As GSM (900 MHz) is in the UHF range, a 60cm x 90cm parabolic antenna with a gain of 16 dBi seemed like a great fit.

But then I found a Yagi-antenna with a gain of 28 dBi(!), and I was a bit dumbstruck. The way I understood the thing with gain was that it was closely related to directionality: more omnidirectional would mean less gain and vice versa.

If a parabolic design had greater directionality, how could a smaller (in surface) Yagi still have a higher gain?

Obviously, I am not a professional after using a few hours reading up on quads, dipoles and whip-designs on Wikipedia, but I would like to understand how the things I buy work on rough level, so hoping you'll cut me some slack 🙂

Best Answer

First lesson: Never trust Aliexpress product listings. That's an imperative.

Second lesson: Generally, the larger an antenna is relative to the wavelength, the more gain it can have.

That's why your home satellite dish isn't as highly directive as let's say this one:

Radioteleskop Eiffelsberg, Germany. Photo public domain.


so, first thing not to believe in the Aliexpress listing is this:

AliExpress lies

is this the real bandwidth? 700 MHz to 2700 MHz is a bandwidth of 2 GHz, at a center frequency of 1.7 GHz. In other words, this would need to be an ultra-wideband antenna (we can currently hardly build any antennas that can a bandwidth that is much larger than 1.1 of the center frequency). Yagis aren't ultrawideband.

So, what they don't tell you is that this antenna might work well for some of the bands they list below, but not as good for others. In fact, I wouldn't know how a yagi, whose design depends very much on the relation of wavelength to element spacing, could work for such non-integer-factor related bands. This sounds like a scam, in fact.

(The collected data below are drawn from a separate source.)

//! Hashing and comparison
//!
//! A group's partial hash starts at 17 and folds each scalar field in with
//! `result * 31 + hash(field)`. Array fields are left out of the partial hash
//! but are compared by full equality, so a cache keyed on
//! [`DrawStateSnapshot::cache_hash`] resolves collisions through `Eq`.
//!
//! When unused attachment formats may be ignored, the relaxed fields (depth
//! and stencil formats, color attachment count) are also left out of that
//! snapshot's MISC hash, keeping `Hash` consistent with the relaxed `Eq`.
//!
//! The hash depends on the catalog (active groups and relaxation), so `Eq`
//! only holds between snapshots with equal catalogs. [`DrawStateSnapshot::field_eq`]
//! and [`DrawStateSnapshot::compare_state_subset`] still compare across
//! catalogs, relaxing a field when either side allows it.

use std::hash::{Hash, Hasher};

use super::DrawStateSnapshot;
use crate::arena::ArrayField;
use crate::catalog::{FieldId, PipelineSubset, Relaxation, StateGroup, StateGroups};
use crate::types::{
    ColorBlendAttachmentState, Format, StateValue, VertexInputAttributeDescription,
    VertexInputBindingDescription, ViewportSwizzle,
};

/// Running `result * 31 + hash(field)` fold
pub(crate) struct PartialHasher {
    relaxed: bool,
    result: u64,
}

impl PartialHasher {
    const SEED: u64 = 17;
    const MULTIPLIER: u64 = 31;

    pub(crate) fn new(relaxed: bool) -> Self {
        Self {
            relaxed,
            result: Self::SEED,
        }
    }

    pub(crate) fn fold<T: StateValue>(&mut self, field: FieldId, value: &T) {
        if self.relaxed && field.relaxation() != Relaxation::Strict {
            return;
        }
        self.result = self
            .result
            .wrapping_mul(Self::MULTIPLIER)
            .wrapping_add(value.state_hash());
    }

    pub(crate) fn finish(self) -> u64 {
        self.result
    }
}

/// Relaxation flags of the two snapshots being compared
#[derive(Debug, Clone, Copy)]
pub(crate) struct Relax {
    lhs: bool,
    rhs: bool,
}

impl Relax {
    pub(crate) fn new(lhs: bool, rhs: bool) -> Self {
        Self { lhs, rhs }
    }

    pub(crate) fn value_eq<T: StateValue>(self, field: FieldId, lhs: &T, rhs: &T) -> bool {
        if lhs.state_eq(rhs) {
            return true;
        }
        match field.relaxation() {
            Relaxation::Strict => false,
            Relaxation::UndefinedFormat => {
                (self.lhs && lhs.is_undefined()) || (self.rhs && rhs.is_undefined())
            }
            Relaxation::AttachmentCount => self.lhs || self.rhs,
        }
    }

    pub(crate) fn slice_eq<T: StateValue>(self, field: FieldId, lhs: &[T], rhs: &[T]) -> bool {
        lhs.len() == rhs.len()
            && lhs
                .iter()
                .zip(rhs)
                .all(|(a, b)| self.value_eq(field, a, b))
    }
}

/// Cached per-group partial hashes and their combination
#[derive(Debug, Clone, Copy)]
pub(crate) struct HashCache {
    stale: StateGroups,
    partials: [u64; StateGroup::COUNT],
    combined: u64,
}

impl HashCache {
    pub(crate) fn new() -> Self {
        Self {
            stale: StateGroups::all(),
            partials: [0; StateGroup::COUNT],
            combined: 0,
        }
    }

    pub(crate) fn invalidate(&mut self, group: StateGroup) {
        self.stale |= group.flag();
    }
}

impl DrawStateSnapshot {
    /// Partial hash of one group's scalar fields.
    pub fn partial_hash(&self, group: StateGroup) -> u64 {
        let relaxed = self.catalog.ignores_unused_attachments();
        match group {
            StateGroup::Misc => self.misc.partial_hash(relaxed),
            StateGroup::ExtendedDynamicState => self.eds.partial_hash(relaxed),
            StateGroup::ExtendedDynamicState2 => self.eds2.partial_hash(relaxed),
            StateGroup::ExtendedDynamicState3 => self.eds3.partial_hash(relaxed),
            StateGroup::VertexInputDynamicState => self.vertex_input.partial_hash(relaxed),
        }
    }

    /// Partial hash of the group with the given ordinal.
    ///
    /// # Panics
    ///
    /// Panics if `ordinal` does not name a group.
    pub fn partial_hash_by_ordinal(&self, ordinal: u32) -> u64 {
        match StateGroup::from_ordinal(ordinal) {
            Some(group) => self.partial_hash(group),
            None => panic!("state group ordinal {} is not mapped to a group", ordinal),
        }
    }

    /// Combined hash of every active group, recomputing only the groups
    /// changed since the previous call.
    pub fn cache_hash(&mut self) -> u64 {
        let active = self.catalog.active_groups();
        let stale = self.hash_cache.stale & active;
        if stale.is_empty() {
            return self.hash_cache.combined;
        }

        for group in stale.groups() {
            let partial = self.partial_hash(group);
            tracing::trace!("Recomputed {} partial hash: {:#018x}", group, partial);
            self.hash_cache.partials[group.ordinal() as usize] = partial;
        }
        self.hash_cache.stale.remove(active);
        let partials = self.hash_cache.partials;
        self.hash_cache.combined = active
            .groups()
            .fold(0, |acc, group| acc ^ partials[group.ordinal() as usize]);
        self.hash_cache.combined
    }

    /// Combined hash computed from scratch. Always equals [`Self::cache_hash`].
    pub fn compute_hash(&self) -> u64 {
        self.catalog
            .active_groups()
            .groups()
            .fold(0, |acc, group| acc ^ self.partial_hash(group))
    }

    /// Compare only the state that gates relinking `subset`: its shader slots
    /// first, then the fields mapped into it.
    pub fn compare_state_subset(&self, other: &Self, subset: PipelineSubset) -> bool {
        subset
            .shader_stages()
            .iter()
            .all(|&stage| self.comparable_shader(stage) == other.comparable_shader(stage))
            && subset.fields().all(|field| self.field_eq(other, field))
    }

    /// Compare a single field of two snapshots.
    pub fn field_eq(&self, other: &Self, field: FieldId) -> bool {
        let relax = self.relax_with(other);
        let stored = match field.group() {
            StateGroup::Misc => self.misc.field_eq(&other.misc, field, relax),
            StateGroup::ExtendedDynamicState => self.eds.field_eq(&other.eds, field, relax),
            StateGroup::ExtendedDynamicState2 => self.eds2.field_eq(&other.eds2, field, relax),
            StateGroup::ExtendedDynamicState3 => self.eds3.field_eq(&other.eds3, field, relax),
            StateGroup::VertexInputDynamicState => {
                self.vertex_input.field_eq(&other.vertex_input, field, relax)
            }
        };
        match (stored, ArrayField::from_field(field)) {
            (Some(eq), _) => eq,
            (None, Some(array)) => self.arena_eq(other, array, relax),
            (None, None) => unreachable!("{:?} has no storage", field),
        }
    }

    fn relax_with(&self, other: &Self) -> Relax {
        Relax::new(
            self.catalog.ignores_unused_attachments(),
            other.catalog.ignores_unused_attachments(),
        )
    }

    fn group_eq(&self, other: &Self, group: StateGroup, relax: Relax) -> bool {
        match group {
            StateGroup::Misc => {
                self.misc.fields_eq(&other.misc, relax)
                    && self.arena_eq(other, ArrayField::ColorAttachmentFormats, relax)
                    && self.arena_eq(other, ArrayField::ColorBlendAttachmentStates, relax)
            }
            StateGroup::ExtendedDynamicState => self.eds.fields_eq(&other.eds, relax),
            StateGroup::ExtendedDynamicState2 => self.eds2.fields_eq(&other.eds2, relax),
            StateGroup::ExtendedDynamicState3 => {
                self.eds3.fields_eq(&other.eds3, relax)
                    && self.arena_eq(other, ArrayField::ViewportSwizzles, relax)
            }
            StateGroup::VertexInputDynamicState => {
                self.vertex_input.fields_eq(&other.vertex_input, relax)
                    && self.arena_eq(other, ArrayField::VertexInputAttributeDescriptions, relax)
                    && self.arena_eq(other, ArrayField::VertexInputBindingDescriptions, relax)
            }
        }
    }

    /// Limit-sized arrays compare length (the device limit) first, then every element
    fn arena_eq(&self, other: &Self, array: ArrayField, relax: Relax) -> bool {
        if self.limits.get(array.limit()) != other.limits.get(array.limit()) {
            return false;
        }
        let field = array.field();
        match array {
            ArrayField::ColorAttachmentFormats => relax.slice_eq::<Format>(
                field,
                self.arena.slice(array),
                other.arena.slice(array),
            ),
            ArrayField::ColorBlendAttachmentStates => relax.slice_eq::<ColorBlendAttachmentState>(
                field,
                self.arena.slice(array),
                other.arena.slice(array),
            ),
            ArrayField::ViewportSwizzles => relax.slice_eq::<ViewportSwizzle>(
                field,
                self.arena.slice(array),
                other.arena.slice(array),
            ),
            ArrayField::VertexInputAttributeDescriptions => relax
                .slice_eq::<VertexInputAttributeDescription>(
                    field,
                    self.arena.slice(array),
                    other.arena.slice(array),
                ),
            ArrayField::VertexInputBindingDescriptions => relax
                .slice_eq::<VertexInputBindingDescription>(
                    field,
                    self.arena.slice(array),
                    other.arena.slice(array),
                ),
        }
    }
}

/// Full equality over every group, in declaration order.
///
/// Snapshots from different catalogs are never equal.
impl PartialEq for DrawStateSnapshot {
    fn eq(&self, other: &Self) -> bool {
        if self.catalog != other.catalog {
            return false;
        }
        let relax = self.relax_with(other);
        StateGroup::ALL
            .iter()
            .all(|&group| self.group_eq(other, group, relax))
    }
}

impl Eq for DrawStateSnapshot {}

impl Hash for DrawStateSnapshot {
    fn hash<H: Hasher>(&self, state: &mut H) {
        state.write_u64(self.compute_hash());
    }
}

Now, aliexpress antennas for some reason (cheapness cost, of course, and seller competence) don't come with a measurement of efficiency over the specified frequency range.

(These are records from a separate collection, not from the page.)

//! Dirty tracking
//!
//! Per-group bits plus one global flag. Bits are set when a setter writes a
//! value different from the stored one; the consumer clears everything at once
//! after it has built or looked up a pipeline from the current state.

use smallvec::SmallVec;

use crate::catalog::{StateGroup, StateGroups};

/// Dirty bits for one snapshot
#[derive(Debug, Clone, Copy, PartialEq, Eq)]
pub struct DirtyTracker {
    groups: StateGroups,
    global: bool,
}

impl DirtyTracker {
    /// Clean tracker
    pub fn new() -> Self {
        Self {
            groups: StateGroups::empty(),
            global: false,
        }
    }

    /// Record a value change in `group`
    pub fn mark(&mut self, group: StateGroup) {
        self.groups |= group.flag();
        self.global = true;
    }

    /// Record an event that invalidates the whole state without touching a
    /// specific group (snapshot creation, arena setup)
    pub fn mark_global(&mut self) {
        self.global = true;
    }

    pub fn is_dirty(&self) -> bool {
        self.global
    }

    pub fn is_group_dirty(&self, group: StateGroup) -> bool {
        self.groups.contains(group.flag())
    }

    pub fn dirty_groups(&self) -> StateGroups {
        self.groups
    }

    /// Dirty groups in ordinal order
    pub fn dirty_group_list(&self) -> SmallVec<[StateGroup; StateGroup::COUNT]> {
        self.groups.groups().collect()
    }

    /// Clear every group bit together with the global flag
    pub fn clear(&mut self) {
        self.groups = StateGroups::empty();
        self.global = false;
    }
}

impl Default for DirtyTracker {
    fn default() -> Self {
        Self::new()
    }
}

If anything, that gain would be achievable at the upmost end of the frequency scale – again, gain scales with relation of antenna size and in a Yagi design, the number of elements that help reactively "focus" a delayed version of the excitation from the last element. Even so, I'd heavily doubt the 28 dBi.

So, rest assured, that, the workings of mythical antenna smiths nonwithstanding, your dish will outperform such a 30€ antenna scam.


As I said, often, legislation limits the Effective Isotropic Radiated Power. That is, you have to subtract the gain of your antenna from your transmission power. Hence, in transmit, you gain nothing by having a high-gain antenna.

Whether or not that's the case in Norway in the cellular bands is unbeknownst to me.